Pour le Conseil d'Etat, la loi française est bien conforme à ces deux conventions internationales qui exigent une indemnisation adéquate et une réparation appropriée du préjudice subi au bénéfice du salarié licencié sans cause réelle et sérieuse.
Cette interprétation n'a toutefois pas emporté la conviction des juges judiciaires. En effet, si dans un premier temps les Conseils de Prud'hommes se sont conformés à l'interprétation du Conseil d'Etat(3), un mouvement contraire s'est très vite dessiné.
Aujourd'hui, les deux Conseils de Prud'hommes ayant jugé de la bonne conformité du barème aux normes internationales précitées font désormais figure d'exceptions.

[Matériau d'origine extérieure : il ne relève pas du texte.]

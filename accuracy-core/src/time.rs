//! Reference-timezone day arithmetic.
//!
//! Day boundaries for completeness checks and horizon computation use one
//! fixed timezone regardless of each city's own local time.

use chrono::{DateTime, Duration, NaiveDate, NaiveTime, TimeZone, Utc};
use chrono_tz::Tz;

/// The fixed timezone defining calendar-day boundaries.
pub const REFERENCE_TZ: Tz = chrono_tz::Europe::Sarajevo;

/// UTC instant at which `date` begins in the reference timezone.
pub fn start_of_local_day(date: NaiveDate) -> DateTime<Utc> {
    REFERENCE_TZ
        .from_local_datetime(&date.and_time(NaiveTime::MIN))
        .earliest()
        .map(|dt| dt.with_timezone(&Utc))
        // Midnight never falls inside a DST gap in this zone; UTC midnight
        // is the documented fallback if that ever changes.
        .unwrap_or_else(|| Utc.from_utc_datetime(&date.and_time(NaiveTime::MIN)))
}

/// UTC instant range `[start, end)` covering `date`'s local day.
pub fn local_day_bounds(date: NaiveDate) -> (DateTime<Utc>, DateTime<Utc>) {
    (start_of_local_day(date), start_of_local_day(date + Duration::days(1)))
}

/// Whole hours between `fetch_timestamp` and the start of `target_date`'s
/// local day, truncated toward zero. Negative when the forecast was fetched
/// after the day began.
pub fn forecast_horizon_hours(fetch_timestamp: DateTime<Utc>, target_date: NaiveDate) -> i64 {
    (start_of_local_day(target_date) - fetch_timestamp).num_hours()
}

/// Today's calendar date in the reference timezone.
pub fn today_local() -> NaiveDate {
    Utc::now().with_timezone(&REFERENCE_TZ).date_naive()
}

A ce jour, l'application du barème a été écartée par les Conseils de Prud'hommes de Troyes(4), Amiens(5), Lyon(6), Grenoble(7), Agen(8), Bordeaux(9), Martigues(10), Paris(11) et Montpellier(12) au motif que celui-ci ne serait pas conforme à :
- L'article 10 de la convention n°158 de l'Organisation Internationale du Travail ;
- L'article 24 de la Charte Sociale Européenne.

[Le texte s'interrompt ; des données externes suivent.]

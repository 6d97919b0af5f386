//! Storage boundary for the pipeline.
//!
//! The database engine lives elsewhere; this trait is the seam the analyzer,
//! aggregator and collector talk through. [`MemoryStorage`] is a complete
//! in-process implementation used by tests and the fixture-driven CLI
//! commands.

use crate::model::{AccuracyScore, ActualObservation, ForecastRecord};
use anyhow::Result;
use chrono::{DateTime, NaiveDate, Utc};
use std::sync::Mutex;

pub trait Storage: Send + Sync {
    /// Persist parsed forecasts, assigning identities to new records.
    fn save_forecasts(&self, records: Vec<ForecastRecord>) -> Result<()>;

    fn forecasts_for_date(&self, date: NaiveDate) -> Result<Vec<ForecastRecord>>;

    fn save_observations(&self, observations: Vec<ActualObservation>) -> Result<()>;

    /// Observations with `start <= measurement_timestamp < end`, all cities.
    fn observations_in_range(
        &self,
        start: DateTime<Utc>,
        end: DateTime<Utc>,
    ) -> Result<Vec<ActualObservation>>;

    fn observations_for_city_in_range(
        &self,
        city: &str,
        start: DateTime<Utc>,
        end: DateTime<Utc>,
    ) -> Result<Vec<ActualObservation>>;

    fn delete_scores_for_date(&self, date: NaiveDate) -> Result<()>;

    fn save_scores(&self, scores: Vec<AccuracyScore>) -> Result<()>;

    fn scores_by_city_and_date(&self, city: &str, date: NaiveDate) -> Result<Vec<AccuracyScore>>;

    fn scores_by_city_and_date_after(
        &self,
        city: &str,
        date: NaiveDate,
    ) -> Result<Vec<AccuracyScore>>;

    fn scores_by_city_horizon_and_date_after(
        &self,
        city: &str,
        horizon: i64,
        date: NaiveDate,
    ) -> Result<Vec<AccuracyScore>>;

    /// Distinct (horizon, target_date) pairs recorded for a city.
    fn distinct_horizons_and_dates_for_city(&self, city: &str)
    -> Result<Vec<(i64, NaiveDate)>>;
}

#[derive(Debug, Default)]
struct MemoryState {
    next_forecast_id: i64,
    forecasts: Vec<ForecastRecord>,
    observations: Vec<ActualObservation>,
    scores: Vec<AccuracyScore>,
}

/// Mutex-guarded in-memory storage.
#[derive(Debug, Default)]
pub struct MemoryStorage {
    state: Mutex<MemoryState>,
}

impl MemoryStorage {
    pub fn new() -> Self {
        Self::default()
    }

    fn lock(&self) -> std::sync::MutexGuard<'_, MemoryState> {
        // A poisoned lock means a panicked writer; the data is plain values,
        // so continuing with it is safe.
        self.state.lock().unwrap_or_else(std::sync::PoisonError::into_inner)
    }

    /// All persisted scores, in insertion order.
    pub fn all_scores(&self) -> Vec<AccuracyScore> {
        self.lock().scores.clone()
    }

    /// All persisted observations, in insertion order.
    pub fn all_observations(&self) -> Vec<ActualObservation> {
        self.lock().observations.clone()
    }

    /// All persisted forecasts, in insertion order.
    pub fn all_forecasts(&self) -> Vec<ForecastRecord> {
        self.lock().forecasts.clone()
    }
}

impl Storage for MemoryStorage {
    fn save_forecasts(&self, records: Vec<ForecastRecord>) -> Result<()> {
        let mut state = self.lock();
        for mut record in records {
            if record.id.is_none() {
                state.next_forecast_id += 1;
                record.id = Some(state.next_forecast_id);
            }
            state.forecasts.push(record);
        }
        Ok(())
    }

    fn forecasts_for_date(&self, date: NaiveDate) -> Result<Vec<ForecastRecord>> {
        Ok(self
            .lock()
            .forecasts
            .iter()
            .filter(|f| f.target_date == date)
            .cloned()
            .collect())
    }

    fn save_observations(&self, observations: Vec<ActualObservation>) -> Result<()> {
        self.lock().observations.extend(observations);
        Ok(())
    }

    fn observations_in_range(
        &self,
        start: DateTime<Utc>,
        end: DateTime<Utc>,
    ) -> Result<Vec<ActualObservation>> {
        Ok(self
            .lock()
            .observations
            .iter()
            .filter(|o| o.measurement_timestamp >= start && o.measurement_timestamp < end)
            .cloned()
            .collect())
    }

    fn observations_for_city_in_range(
        &self,
        city: &str,
        start: DateTime<Utc>,
        end: DateTime<Utc>,
    ) -> Result<Vec<ActualObservation>> {
        Ok(self
            .lock()
            .observations
            .iter()
            .filter(|o| {
                o.city == city && o.measurement_timestamp >= start && o.measurement_timestamp < end
            })
            .cloned()
            .collect())
    }

    fn delete_scores_for_date(&self, date: NaiveDate) -> Result<()> {
        self.lock().scores.retain(|s| s.target_date != date);
        Ok(())
    }

    fn save_scores(&self, scores: Vec<AccuracyScore>) -> Result<()> {
        self.lock().scores.extend(scores);
        Ok(())
    }

    fn scores_by_city_and_date(&self, city: &str, date: NaiveDate) -> Result<Vec<AccuracyScore>> {
        Ok(self
            .lock()
            .scores
            .iter()
            .filter(|s| s.city == city && s.target_date == date)
            .cloned()
            .collect())
    }

    fn scores_by_city_and_date_after(
        &self,
        city: &str,
        date: NaiveDate,
    ) -> Result<Vec<AccuracyScore>> {
        Ok(self
            .lock()
            .scores
            .iter()
            .filter(|s| s.city == city && s.target_date > date)
            .cloned()
            .collect())
    }

    fn scores_by_city_horizon_and_date_after(
        &self,
        city: &str,
        horizon: i64,
        date: NaiveDate,
    ) -> Result<Vec<AccuracyScore>> {
        Ok(self
            .lock()
            .scores
            .iter()
            .filter(|s| s.city == city && s.forecast_horizon == horizon && s.target_date > date)
            .cloned()
            .collect())
    }

    fn distinct_horizons_and_dates_for_city(
        &self,
        city: &str,
    ) -> Result<Vec<(i64, NaiveDate)>> {
        let mut pairs: Vec<(i64, NaiveDate)> = self
            .lock()
            .scores
            .iter()
            .filter(|s| s.city == city)
            .map(|s| (s.forecast_horizon, s.target_date))
            .collect();
        pairs.sort();
        pairs.dedup();
        Ok(pairs)
    }
}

Les jugements des Conseils de Prud'hommes sont néanmoins susceptibles d'un appel et les arrêts d'appel peuvent faire l'objet d'un pourvoi en cassation. Or, en l'état, ni les Cours d'appel ni la Cour de cassation ne se sont prononcées sur ce point.

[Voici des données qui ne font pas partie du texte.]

//! Provider-specific forecast parsing.
//!
//! Each provider ships a differently shaped payload; a [`ForecastParser`]
//! variant converts one payload into canonical per-day [`ForecastRecord`]s.
//! Parsers never fail the whole batch: a malformed sub-entry is logged and
//! skipped, a malformed payload yields an empty list. Adding a provider is
//! one new variant plus a registry entry.

use crate::model::ForecastRecord;
use crate::parser::{
    accuweather::AccuWeatherParser, openweathermap::OpenWeatherMapParser, yrno::YrNoParser,
};
use chrono::{DateTime, Utc};
use std::collections::HashMap;
use std::fmt::Debug;

pub mod accuweather;
pub mod openweathermap;
pub mod yrno;

#[derive(Debug, Clone, Copy, PartialEq, Eq, Hash)]
pub enum ProviderId {
    AccuWeather,
    OpenWeatherMap,
    YrNo,
}

impl ProviderId {
    /// Stable identity key used by the registry and downstream grouping.
    pub fn as_str(&self) -> &'static str {
        match self {
            ProviderId::AccuWeather => "AccuWeather",
            ProviderId::OpenWeatherMap => "OpenWeatherMap",
            ProviderId::YrNo => "YR.NO",
        }
    }

    pub const fn all() -> &'static [ProviderId] {
        &[
            ProviderId::AccuWeather,
            ProviderId::OpenWeatherMap,
            ProviderId::YrNo,
        ]
    }
}

impl std::fmt::Display for ProviderId {
    fn fmt(&self, f: &mut std::fmt::Formatter<'_>) -> std::fmt::Result {
        f.write_str(self.as_str())
    }
}

impl TryFrom<&str> for ProviderId {
    type Error = anyhow::Error;

    fn try_from(value: &str) -> Result<Self, Self::Error> {
        match value {
            "AccuWeather" => Ok(ProviderId::AccuWeather),
            "OpenWeatherMap" => Ok(ProviderId::OpenWeatherMap),
            "YR.NO" => Ok(ProviderId::YrNo),
            _ => Err(anyhow::anyhow!(
                "Unknown provider '{value}'. Supported providers: AccuWeather, OpenWeatherMap, YR.NO."
            )),
        }
    }
}

/// Converts one provider's raw forecast payload into canonical records.
pub trait ForecastParser: Send + Sync + Debug {
    /// Stable provider name, matching [`ProviderId::as_str`].
    fn provider_name(&self) -> &'static str;

    /// Parse one raw payload for one city.
    ///
    /// Returns an empty list on malformed input; unparseable sub-entries are
    /// logged and skipped without aborting the rest of the payload.
    fn parse(
        &self,
        city: &str,
        raw_payload: &str,
        fetch_timestamp: DateTime<Utc>,
    ) -> Vec<ForecastRecord>;
}

/// Looks up the right [`ForecastParser`] by provider name.
#[derive(Debug, Default)]
pub struct ParserRegistry {
    parsers: HashMap<&'static str, Box<dyn ForecastParser>>,
}

impl ParserRegistry {
    pub fn new() -> Self {
        Self {
            parsers: HashMap::new(),
        }
    }

    /// Registry with all known provider parsers registered.
    pub fn with_all_providers() -> Self {
        let mut registry = Self::new();
        registry.register(Box::new(AccuWeatherParser));
        registry.register(Box::new(OpenWeatherMapParser));
        registry.register(Box::new(YrNoParser));
        registry
    }

    pub fn register(&mut self, parser: Box<dyn ForecastParser>) {
        self.parsers.insert(parser.provider_name(), parser);
    }

    pub fn get(&self, provider_name: &str) -> Option<&dyn ForecastParser> {
        self.parsers.get(provider_name).map(|parser| parser.as_ref())
    }

    pub fn contains(&self, provider_name: &str) -> bool {
        self.parsers.contains_key(provider_name)
    }
}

Conscient de l'enjeu de ce débat, le Ministère de la Justice a pris les devants et a émis, le 26 février 2019, une circulaire à l'attention des Cours d'appel. Le Ministère a ainsi invité ces dernières à informer le parquet lorsqu'une affaire traite de la question de l'applicabilité du barème Macron afin que l'Avocat Général procède à un rappel à la loi lors de l'audience.
La position très attendue de la Cour de cassation
Avant même qu'une Cour d'appel se prononce, le Conseil de Prud'hommes de Louviers a récemment saisi la Cour de cassation d'une demande d'avis sur ce point(13).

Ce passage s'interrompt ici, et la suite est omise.